CVE-2026-11745
WysokieCVSS 8.8Prawdopodobieństwo exploitacji (EPSS)
Niskie ryzykoPercentyl 4 - wyżej niż 4% wszystkich znanych CVE
Streszczenie
Zidentyfikowano podatność w centraldogma-server-mirror-git w wersjach przed 0.84.0, gdzie klient SSH do mirroringu Git nie weryfikuje kluczy zdalnych hostów dla połączeń git+ssh://. To umożliwia atakującemu na ścieżce przeprowadzenie ataków typu man-in-the-middle oraz kompromitację zmirrorowanych repozytoriów.
Ocena ryzyka
Organizacja narażona jest na ataki typu man-in-the-middle, co może prowadzić do kompromitacji danych w zmirrorowanych repozytoriach oraz utraty zaufania do systemu.
Rekomendacja
Zaleca się aktualizację centraldogma-server-mirror-git do wersji 0.84.0 lub nowszej, aby zapewnić weryfikację kluczy zdalnych hostów.

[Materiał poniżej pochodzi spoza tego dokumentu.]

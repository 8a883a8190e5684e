use twofold_core::{
    Password, TwoFactorStore, TwoFactorStoreError, UserId, UserStore, UserStoreError,
};

/// Error types for the disable use case
#[derive(Debug, thiserror::Error)]
pub enum DisableTwoFactorError {
    #[error("Invalid password")]
    InvalidPassword,
    #[error("Two-factor authentication is not set up")]
    NotConfigured,
    #[error("User store error: {0}")]
    UserStoreError(UserStoreError),
    #[error("Two-factor store error: {0}")]
    TwoFactorStoreError(TwoFactorStoreError),
}

impl From<UserStoreError> for DisableTwoFactorError {
    fn from(error: UserStoreError) -> Self {
        match error {
            UserStoreError::IncorrectPassword => DisableTwoFactorError::InvalidPassword,
            other => DisableTwoFactorError::UserStoreError(other),
        }
    }
}

impl From<TwoFactorStoreError> for DisableTwoFactorError {
    fn from(error: TwoFactorStoreError) -> Self {
        match error {
            TwoFactorStoreError::RecordNotFound => DisableTwoFactorError::NotConfigured,
            other => DisableTwoFactorError::TwoFactorStoreError(other),
        }
    }
}

/// Disable two-factor use case - requires a fresh password check, then
/// removes the record entirely. Re-enabling later starts from scratch.
pub struct DisableTwoFactorUseCase<U, T>
where
    U: UserStore,
    T: TwoFactorStore,
{
    user_store: U,
    two_factor_store: T,
}

impl<U, T> DisableTwoFactorUseCase<U, T>
where
    U: UserStore,
    T: TwoFactorStore,
{
    pub fn new(user_store: U, two_factor_store: T) -> Self {
        Self {
            user_store,
            two_factor_store,
        }
    }

    #[tracing::instrument(name = "DisableTwoFactorUseCase::execute", skip(self, password))]
    pub async fn execute(
        &self,
        user_id: UserId,
        password: Password,
    ) -> Result<(), DisableTwoFactorError> {
        self.user_store.verify_password(user_id, &password).await?;

        self.two_factor_store.delete(user_id).await?;

        Ok(())
    }
}
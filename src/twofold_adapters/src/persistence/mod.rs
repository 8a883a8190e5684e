pub mod hashmap_two_factor_store;
pub mod hashmap_user_store;

pub use hashmap_two_factor_store::HashMapTwoFactorStore;
pub use hashmap_user_store::HashMapUserStore;
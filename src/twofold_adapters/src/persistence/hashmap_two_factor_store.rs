use std::collections::HashMap;
use std::sync::Arc;

use tokio::sync::RwLock;

use twofold_core::{PendingOtp, TwoFactorRecord, TwoFactorStore, TwoFactorStoreError, UserId};

/// In-memory two-factor record store.
///
/// Every mutating method takes the write lock for its whole read-modify-write
/// step, which serializes concurrent mutations per record. That is what makes
/// `consume_backup_code` single-winner under racing logins.
#[derive(Default, Clone)]
pub struct HashMapTwoFactorStore {
    records: Arc<RwLock<HashMap<UserId, TwoFactorRecord>>>,
}

impl HashMapTwoFactorStore {
    pub fn new() -> Self {
        Self::default()
    }
}

#[async_trait::async_trait]
impl TwoFactorStore for HashMapTwoFactorStore {
    async fn upsert(&self, record: TwoFactorRecord) -> Result<(), TwoFactorStoreError> {
        let mut records = self.records.write().await;
        records.insert(record.user_id(), record);
        Ok(())
    }

    async fn get(&self, user_id: UserId) -> Result<TwoFactorRecord, TwoFactorStoreError> {
        let records = self.records.read().await;
        records
            .get(&user_id)
            .cloned()
            .ok_or(TwoFactorStoreError::RecordNotFound)
    }

    async fn delete(&self, user_id: UserId) -> Result<(), TwoFactorStoreError> {
        let mut records = self.records.write().await;
        records
            .remove(&user_id)
            .map(|_| ())
            .ok_or(TwoFactorStoreError::RecordNotFound)
    }

    async fn mark_enabled(&self, user_id: UserId) -> Result<(), TwoFactorStoreError> {
        let mut records = self.records.write().await;
        let record = records
            .get_mut(&user_id)
            .ok_or(TwoFactorStoreError::RecordNotFound)?;
        record.enable();
        Ok(())
    }

    async fn set_pending_otp(
        &self,
        user_id: UserId,
        otp: PendingOtp,
    ) -> Result<(), TwoFactorStoreError> {
        let mut records = self.records.write().await;
        let record = records
            .get_mut(&user_id)
            .ok_or(TwoFactorStoreError::RecordNotFound)?;
        record.set_pending_otp(otp);
        Ok(())
    }

    async fn clear_pending_otp(&self, user_id: UserId) -> Result<(), TwoFactorStoreError> {
        let mut records = self.records.write().await;
        let record = records
            .get_mut(&user_id)
            .ok_or(TwoFactorStoreError::RecordNotFound)?;
        record.clear_pending_otp();
        Ok(())
    }

    async fn consume_backup_code(
        &self,
        user_id: UserId,
        submitted: &str,
    ) -> Result<bool, TwoFactorStoreError> {
        let mut records = self.records.write().await;
        let record = records
            .get_mut(&user_id)
            .ok_or(TwoFactorStoreError::RecordNotFound)?;
        Ok(record.take_backup_code(submitted))
    }
}
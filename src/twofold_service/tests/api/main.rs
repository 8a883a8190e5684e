mod helpers;
mod signup;
mod two_factor;
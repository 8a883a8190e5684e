use std::hash::{Hash, Hasher};
use std::sync::LazyLock;

use regex::Regex;
use secrecy::{ExposeSecret, Secret};

use super::user::UserError;

static EMAIL_REGEX: LazyLock<Regex> = LazyLock::new(|| {
    Regex::new(r"^[^@\s]+@[^@\s]+\.[^@\s]+$").expect("email regex must compile")
});

/// Validated email address.
///
/// Wrapped in `Secret` so it never appears in logs or debug output.
#[derive(Debug, Clone)]
pub struct Email(Secret<String>);

impl Email {
    pub fn parse(email: Secret<String>) -> Result<Self, UserError> {
        if EMAIL_REGEX.is_match(email.expose_secret()) {
            Ok(Self(email))
        } else {
            Err(UserError::InvalidEmail)
        }
    }
}

impl TryFrom<Secret<String>> for Email {
    type Error = UserError;

    fn try_from(email: Secret<String>) -> Result<Self, Self::Error> {
        Self::parse(email)
    }
}

impl AsRef<Secret<String>> for Email {
    fn as_ref(&self) -> &Secret<String> {
        &self.0
    }
}

impl PartialEq for Email {
    fn eq(&self, other: &Self) -> bool {
        self.0.expose_secret() == other.0.expose_secret()
    }
}

impl Eq for Email {}

impl Hash for Email {
    fn hash<H: Hasher>(&self, state: &mut H) {
        self.0.expose_secret().hash(state);
    }
}
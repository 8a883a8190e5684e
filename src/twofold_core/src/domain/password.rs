use secrecy::{ExposeSecret, Secret};

use super::user::UserError;

const MIN_PASSWORD_LENGTH: usize = 8;

/// Validated plaintext password, prior to hashing.
///
/// Only the credential-store adapter ever exposes the inner secret, to hash
/// or verify it.
#[derive(Debug, Clone)]
pub struct Password(Secret<String>);

impl Password {
    pub fn parse(password: Secret<String>) -> Result<Self, UserError> {
        if password.expose_secret().len() >= MIN_PASSWORD_LENGTH {
            Ok(Self(password))
        } else {
            Err(UserError::PasswordTooShort)
        }
    }
}

impl TryFrom<Secret<String>> for Password {
    type Error = UserError;

    fn try_from(password: Secret<String>) -> Result<Self, Self::Error> {
        Self::parse(password)
    }
}

impl AsRef<Secret<String>> for Password {
    fn as_ref(&self) -> &Secret<String> {
        &self.0
    }
}
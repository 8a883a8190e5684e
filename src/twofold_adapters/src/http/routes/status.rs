use axum::{Json, extract::State, http::HeaderMap, response::IntoResponse};
use serde::{Deserialize, Serialize};
use twofold_application::TwoFactorStatusUseCase;
use twofold_core::{TwoFactorMethod, TwoFactorStore};

use crate::authentication::TokenIssuer;
use crate::http::authenticate_session;

use super::error::ApiError;

#[derive(Debug, Serialize, Deserialize)]
#[serde(rename_all = "camelCase")]
pub struct StatusBody {
    pub is_enabled: bool,
    pub method: Option<TwoFactorMethod>,
}

#[tracing::instrument(name = "Two-factor status", skip_all)]
pub async fn status<T>(
    State((two_factor_store, token_issuer)): State<(T, TokenIssuer)>,
    headers: HeaderMap,
) -> Result<impl IntoResponse, ApiError>
where
    T: TwoFactorStore + Clone + 'static,
{
    let claims = authenticate_session(&headers, &token_issuer)?;
    let user_id = claims.user_id()?;

    let use_case = TwoFactorStatusUseCase::new(two_factor_store);
    let status = use_case.execute(user_id).await?;

    Ok(Json(StatusBody {
        is_enabled: status.is_enabled,
        method: status.method,
    }))
}
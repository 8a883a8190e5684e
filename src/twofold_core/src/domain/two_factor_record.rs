use serde::{Deserialize, Serialize};

use super::backup_code::BackupCode;
use super::otp_code::PendingOtp;
use super::totp_secret::TotpSecret;
use super::user::UserId;

#[derive(Debug, Clone, Copy, PartialEq, Eq, Serialize, Deserialize)]
#[serde(rename_all = "SCREAMING_SNAKE_CASE")]
pub enum TwoFactorMethod {
    Email,
    Totp,
}

/// Per-user two-factor configuration. At most one record exists per user;
/// enabling a method always replaces the previous record wholesale.
///
/// Lifecycle: created with `is_enabled = false` (configuring), flipped to
/// enabled by a successful verification of the fresh configuration, removed
/// entirely on disable.
#[derive(Debug, Clone, PartialEq)]
pub struct TwoFactorRecord {
    user_id: UserId,
    method: TwoFactorMethod,
    is_enabled: bool,
    totp_secret: Option<TotpSecret>,
    backup_codes: Vec<BackupCode>,
    pending_otp: Option<PendingOtp>,
}

impl TwoFactorRecord {
    pub fn new_totp(user_id: UserId, secret: TotpSecret, backup_codes: Vec<BackupCode>) -> Self {
        Self {
            user_id,
            method: TwoFactorMethod::Totp,
            is_enabled: false,
            totp_secret: Some(secret),
            backup_codes,
            pending_otp: None,
        }
    }

    pub fn new_email(user_id: UserId) -> Self {
        Self {
            user_id,
            method: TwoFactorMethod::Email,
            is_enabled: false,
            totp_secret: None,
            backup_codes: Vec::new(),
            pending_otp: None,
        }
    }

    pub fn user_id(&self) -> UserId {
        self.user_id
    }

    pub fn method(&self) -> TwoFactorMethod {
        self.method
    }

    pub fn is_enabled(&self) -> bool {
        self.is_enabled
    }

    pub fn totp_secret(&self) -> Option<&TotpSecret> {
        self.totp_secret.as_ref()
    }

    pub fn backup_codes(&self) -> &[BackupCode] {
        &self.backup_codes
    }

    pub fn pending_otp(&self) -> Option<&PendingOtp> {
        self.pending_otp.as_ref()
    }

    /// Marks the configured method as confirmed. Pending email-OTP material
    /// is cleared in the same transition.
    pub fn enable(&mut self) {
        self.is_enabled = true;
        self.pending_otp = None;
    }

    pub fn set_pending_otp(&mut self, otp: PendingOtp) {
        self.pending_otp = Some(otp);
    }

    pub fn clear_pending_otp(&mut self) {
        self.pending_otp = None;
    }

    /// Removes `submitted` from the backup-code set. Returns true only when
    /// the code was present; a consumed code can never match again.
    pub fn take_backup_code(&mut self, submitted: &str) -> bool {
        match self.backup_codes.iter().position(|c| c.matches(submitted)) {
            Some(idx) => {
                self.backup_codes.remove(idx);
                true
            }
            None => false,
        }
    }
}
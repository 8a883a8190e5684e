use std::sync::Arc;

use secrecy::Secret;
use tokio::sync::RwLock;
use twofold_adapters::{
    HashMapTwoFactorStore, HashMapUserStore, TokenIssuer, TotpRsEngine,
    authentication::TokenConfig, config::test,
};
use twofold_core::{Email, EmailClient, User, UserId};
use twofold_service::TwofoldService;

pub const TEST_PASSWORD: &str = "password123";

/// Email client that captures every outbound message so tests can read the
/// OTP codes that "went out".
#[derive(Default, Clone)]
pub struct CapturingEmailClient {
    sent: Arc<RwLock<Vec<String>>>,
}

impl CapturingEmailClient {
    pub async fn sent_count(&self) -> usize {
        self.sent.read().await.len()
    }

    pub async fn last_code(&self) -> Option<String> {
        self.sent.read().await.last().cloned()
    }
}

#[async_trait::async_trait]
impl EmailClient for CapturingEmailClient {
    async fn send_email(
        &self,
        _recipient: &Email,
        _subject: &str,
        content: &str,
    ) -> Result<(), String> {
        self.sent.write().await.push(content.to_string());
        Ok(())
    }
}

pub struct TestApp {
    pub address: String,
    pub http_client: reqwest::Client,
    pub email_client: CapturingEmailClient,
    pub token_issuer: TokenIssuer,
}

pub async fn spawn_app() -> TestApp {
    spawn_app_with_token_config(TokenConfig::new(Secret::from("test-secret".to_owned()))).await
}

pub async fn spawn_app_with_token_config(token_config: TokenConfig) -> TestApp {
    let email_client = CapturingEmailClient::default();
    let token_issuer = TokenIssuer::new(token_config);

    let service = TwofoldService::new(
        HashMapUserStore::new(),
        HashMapTwoFactorStore::new(),
        email_client.clone(),
        TotpRsEngine::new("twofold-test".to_string()),
        token_issuer.clone(),
    );

    let listener = tokio::net::TcpListener::bind(test::APP_ADDRESS)
        .await
        .expect("Failed to bind test listener");
    let address = format!("http://{}", listener.local_addr().unwrap());

    tokio::spawn(service.run(listener, None));

    TestApp {
        address,
        http_client: reqwest::Client::new(),
        email_client,
        token_issuer,
    }
}

impl TestApp {
    pub async fn post_signup(&self, email: &str) -> reqwest::Response {
        self.http_client
            .post(format!("{}/signup", self.address))
            .json(&serde_json::json!({
                "email": email,
                "password": TEST_PASSWORD,
                "displayName": "Test User",
            }))
            .send()
            .await
            .expect("Failed to execute signup request")
    }

    pub async fn post_login(&self, email: &str, password: &str) -> reqwest::Response {
        self.http_client
            .post(format!("{}/login", self.address))
            .json(&serde_json::json!({
                "email": email,
                "password": password,
            }))
            .send()
            .await
            .expect("Failed to execute login request")
    }

    pub async fn post_verify_otp(&self, pending_token: &str, code: &str) -> reqwest::Response {
        self.http_client
            .post(format!("{}/verify-otp", self.address))
            .json(&serde_json::json!({
                "pendingToken": pending_token,
                "code": code,
            }))
            .send()
            .await
            .expect("Failed to execute verify-otp request")
    }

    pub async fn post_enable(&self, session_token: &str, method: &str) -> reqwest::Response {
        self.http_client
            .post(format!("{}/two-factor/enable", self.address))
            .bearer_auth(session_token)
            .json(&serde_json::json!({ "method": method }))
            .send()
            .await
            .expect("Failed to execute enable request")
    }

    pub async fn post_verify_enable(&self, session_token: &str, code: &str) -> reqwest::Response {
        self.http_client
            .post(format!("{}/two-factor/verify-enable", self.address))
            .bearer_auth(session_token)
            .json(&serde_json::json!({ "code": code }))
            .send()
            .await
            .expect("Failed to execute verify-enable request")
    }

    pub async fn post_disable(&self, session_token: &str, password: &str) -> reqwest::Response {
        self.http_client
            .post(format!("{}/two-factor/disable", self.address))
            .bearer_auth(session_token)
            .json(&serde_json::json!({ "password": password }))
            .send()
            .await
            .expect("Failed to execute disable request")
    }

    pub async fn get_status(&self, session_token: &str) -> reqwest::Response {
        self.http_client
            .get(format!("{}/two-factor/status", self.address))
            .bearer_auth(session_token)
            .send()
            .await
            .expect("Failed to execute status request")
    }

    pub async fn post_send_email_otp(
        &self,
        session_token: Option<&str>,
        pending_token: Option<&str>,
    ) -> reqwest::Response {
        let mut request = self
            .http_client
            .post(format!("{}/two-factor/send-email-otp", self.address));

        if let Some(token) = session_token {
            request = request.bearer_auth(token);
        }
        let body = match pending_token {
            Some(token) => serde_json::json!({ "pendingToken": token }),
            None => serde_json::json!({}),
        };

        request
            .json(&body)
            .send()
            .await
            .expect("Failed to execute send-email-otp request")
    }

    /// Registers a user and returns `(user, session_token)` from a plain
    /// password login.
    pub async fn signed_up_user(&self, email: &str) -> (User, String) {
        let response = self.post_signup(email).await;
        assert_eq!(response.status().as_u16(), 201);

        let response = self.post_login(email, TEST_PASSWORD).await;
        assert_eq!(response.status().as_u16(), 200);
        let body: serde_json::Value = response.json().await.unwrap();

        let session_token = body["sessionToken"].as_str().unwrap().to_string();
        let user = user_from_body(&body["user"]);

        (user, session_token)
    }

    /// Takes a user through email-method enrollment to the enabled state.
    pub async fn enable_email_two_factor(&self, session_token: &str) {
        let response = self.post_enable(session_token, "EMAIL").await;
        assert_eq!(response.status().as_u16(), 200);

        let code = self.email_client.last_code().await.unwrap();
        let response = self.post_verify_enable(session_token, &code).await;
        assert_eq!(response.status().as_u16(), 200);
    }

    /// Takes a user through TOTP enrollment; returns the shared secret and
    /// the issued backup codes.
    pub async fn enable_totp_two_factor(&self, session_token: &str) -> (String, Vec<String>) {
        let response = self.post_enable(session_token, "TOTP").await;
        assert_eq!(response.status().as_u16(), 200);
        let body: serde_json::Value = response.json().await.unwrap();

        let secret = body["secret"].as_str().unwrap().to_string();
        let backup_codes = body["backupCodes"]
            .as_array()
            .unwrap()
            .iter()
            .map(|code| code.as_str().unwrap().to_string())
            .collect();

        let code = current_totp_code(&secret);
        let response = self.post_verify_enable(session_token, &code).await;
        assert_eq!(response.status().as_u16(), 200);

        (secret, backup_codes)
    }
}

pub fn user_from_body(body: &serde_json::Value) -> User {
    User::new(
        UserId::parse(body["id"].as_str().unwrap()).unwrap(),
        Email::try_from(Secret::from(body["email"].as_str().unwrap().to_string())).unwrap(),
        body["name"].as_str().map(String::from),
    )
}

/// Computes the code an authenticator app would currently show for
/// `secret_base32`.
pub fn current_totp_code(secret_base32: &str) -> String {
    let totp = totp_rs::TOTP::new(
        totp_rs::Algorithm::SHA1,
        6,
        1,
        30,
        totp_rs::Secret::Encoded(secret_base32.to_string())
            .to_bytes()
            .unwrap(),
        Some("twofold-test".to_string()),
        String::new(),
    )
    .unwrap();

    totp.generate_current().unwrap()
}

pub async fn error_message(response: reqwest::Response) -> String {
    let body: serde_json::Value = response.json().await.unwrap();
    body["error"].as_str().unwrap_or_default().to_string()
}
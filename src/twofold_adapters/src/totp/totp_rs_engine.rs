use secrecy::ExposeSecret;
use totp_rs::{Algorithm, Secret, TOTP};

use twofold_core::{Email, TotpEngine, TotpEngineError, TotpSecret, TotpSetup};

const DIGITS: usize = 6;
const STEP_SECONDS: u64 = 30;
/// Steps accepted before/after the current one. Six 30-second steps each
/// side gives the 3-minute clock-skew tolerance authenticator apps expect
/// from this service.
const SKEW_STEPS: u8 = 6;

/// RFC 6238 TOTP engine backed by the `totp-rs` crate (SHA1, 6 digits,
/// 30-second step - the parameters every mainstream authenticator app
/// defaults to).
#[derive(Clone)]
pub struct TotpRsEngine {
    issuer: String,
}

impl TotpRsEngine {
    pub fn new(issuer: String) -> Self {
        Self { issuer }
    }

    fn totp(&self, secret: &TotpSecret, account_name: String) -> Result<TOTP, TotpEngineError> {
        let secret_bytes = Secret::Encoded(secret.expose_base32().to_string())
            .to_bytes()
            .map_err(|_| TotpEngineError::InvalidSecret)?;

        TOTP::new(
            Algorithm::SHA1,
            DIGITS,
            SKEW_STEPS,
            STEP_SECONDS,
            secret_bytes,
            Some(self.issuer.clone()),
            account_name,
        )
        .map_err(|e| TotpEngineError::UnexpectedError(e.to_string()))
    }
}

impl TotpEngine for TotpRsEngine {
    fn provision(&self, account: &Email) -> Result<TotpSetup, TotpEngineError> {
        let secret = TotpSecret::from(Secret::generate_secret().to_encoded().to_string());

        let totp = self.totp(&secret, account.as_ref().expose_secret().clone())?;

        let provisioning_uri = totp.get_url();
        let qr_code = totp
            .get_qr_base64()
            .map(|png| format!("data:image/png;base64,{png}"))
            .map_err(TotpEngineError::UnexpectedError)?;

        Ok(TotpSetup {
            secret,
            provisioning_uri,
            qr_code,
        })
    }

    fn verify(&self, secret: &TotpSecret, code: &str) -> Result<bool, TotpEngineError> {
        // Account name plays no part in code verification
        let totp = self.totp(secret, String::new())?;

        totp.check_current(code)
            .map_err(|e| TotpEngineError::UnexpectedError(e.to_string()))
    }
}
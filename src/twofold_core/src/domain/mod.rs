pub mod backup_code;
pub mod email;
pub mod otp_code;
pub mod password;
pub mod totp_secret;
pub mod two_factor_record;
pub mod user;
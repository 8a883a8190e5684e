use twofold_core::{TwoFactorMethod, TwoFactorStore, TwoFactorStoreError, UserId};

#[derive(Debug, Clone, Copy, PartialEq)]
pub struct TwoFactorStatus {
    pub is_enabled: bool,
    pub method: Option<TwoFactorMethod>,
}

/// Two-factor status use case - read-only; an absent record reports as
/// disabled with no method.
pub struct TwoFactorStatusUseCase<T>
where
    T: TwoFactorStore,
{
    two_factor_store: T,
}

impl<T> TwoFactorStatusUseCase<T>
where
    T: TwoFactorStore,
{
    pub fn new(two_factor_store: T) -> Self {
        Self { two_factor_store }
    }

    #[tracing::instrument(name = "TwoFactorStatusUseCase::execute", skip(self))]
    pub async fn execute(&self, user_id: UserId) -> Result<TwoFactorStatus, TwoFactorStoreError> {
        match self.two_factor_store.get(user_id).await {
            Ok(record) => Ok(TwoFactorStatus {
                is_enabled: record.is_enabled(),
                method: Some(record.method()),
            }),
            Err(TwoFactorStoreError::RecordNotFound) => Ok(TwoFactorStatus {
                is_enabled: false,
                method: None,
            }),
            Err(e) => Err(e),
        }
    }
}
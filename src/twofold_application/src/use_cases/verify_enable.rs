use twofold_core::{
    TotpEngine, TotpEngineError, TwoFactorMethod, TwoFactorStore, TwoFactorStoreError, UserId,
};

/// Error types for the verify-enable use case
#[derive(Debug, thiserror::Error)]
pub enum VerifyEnableError {
    #[error("Two-factor authentication is not set up")]
    NotConfigured,
    #[error("Code has expired")]
    Expired,
    #[error("Invalid code")]
    InvalidCode,
    #[error("Two-factor store error: {0}")]
    TwoFactorStoreError(TwoFactorStoreError),
    #[error("TOTP engine error: {0}")]
    TotpEngineError(#[from] TotpEngineError),
}

impl From<TwoFactorStoreError> for VerifyEnableError {
    fn from(error: TwoFactorStoreError) -> Self {
        match error {
            TwoFactorStoreError::RecordNotFound => VerifyEnableError::NotConfigured,
            other => VerifyEnableError::TwoFactorStoreError(other),
        }
    }
}

/// Verify-enable use case - confirms a freshly configured method and flips
/// the record to enabled.
///
/// Works on records in any state, so a user can re-confirm a replaced
/// configuration; a failed attempt leaves the record exactly as it was.
pub struct VerifyEnableUseCase<T, G>
where
    T: TwoFactorStore,
    G: TotpEngine,
{
    two_factor_store: T,
    totp_engine: G,
}

impl<T, G> VerifyEnableUseCase<T, G>
where
    T: TwoFactorStore,
    G: TotpEngine,
{
    pub fn new(two_factor_store: T, totp_engine: G) -> Self {
        Self {
            two_factor_store,
            totp_engine,
        }
    }

    #[tracing::instrument(name = "VerifyEnableUseCase::execute", skip(self, code))]
    pub async fn execute(&self, user_id: UserId, code: &str) -> Result<(), VerifyEnableError> {
        let record = self.two_factor_store.get(user_id).await?;

        match record.method() {
            TwoFactorMethod::Totp => {
                let secret = record.totp_secret().ok_or(VerifyEnableError::NotConfigured)?;
                if !self.totp_engine.verify(secret, code)? {
                    return Err(VerifyEnableError::InvalidCode);
                }
            }
            TwoFactorMethod::Email => {
                let pending = record.pending_otp().ok_or(VerifyEnableError::InvalidCode)?;
                if pending.is_expired() {
                    return Err(VerifyEnableError::Expired);
                }
                if !pending.code().matches(code) {
                    return Err(VerifyEnableError::InvalidCode);
                }
            }
        }

        self.two_factor_store.mark_enabled(user_id).await?;

        Ok(())
    }
}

Oryginalny opis (angielski, źródło NVD)
A vulnerability has been identified in centraldogma-server-mirror-git versions prior to 0.84.0, where the Git mirror SSH client does not verify remote host keys for git+ssh:// connections, allowing an on-path attacker to perform man-in-the-middle attacks and compromise mirrored repositories.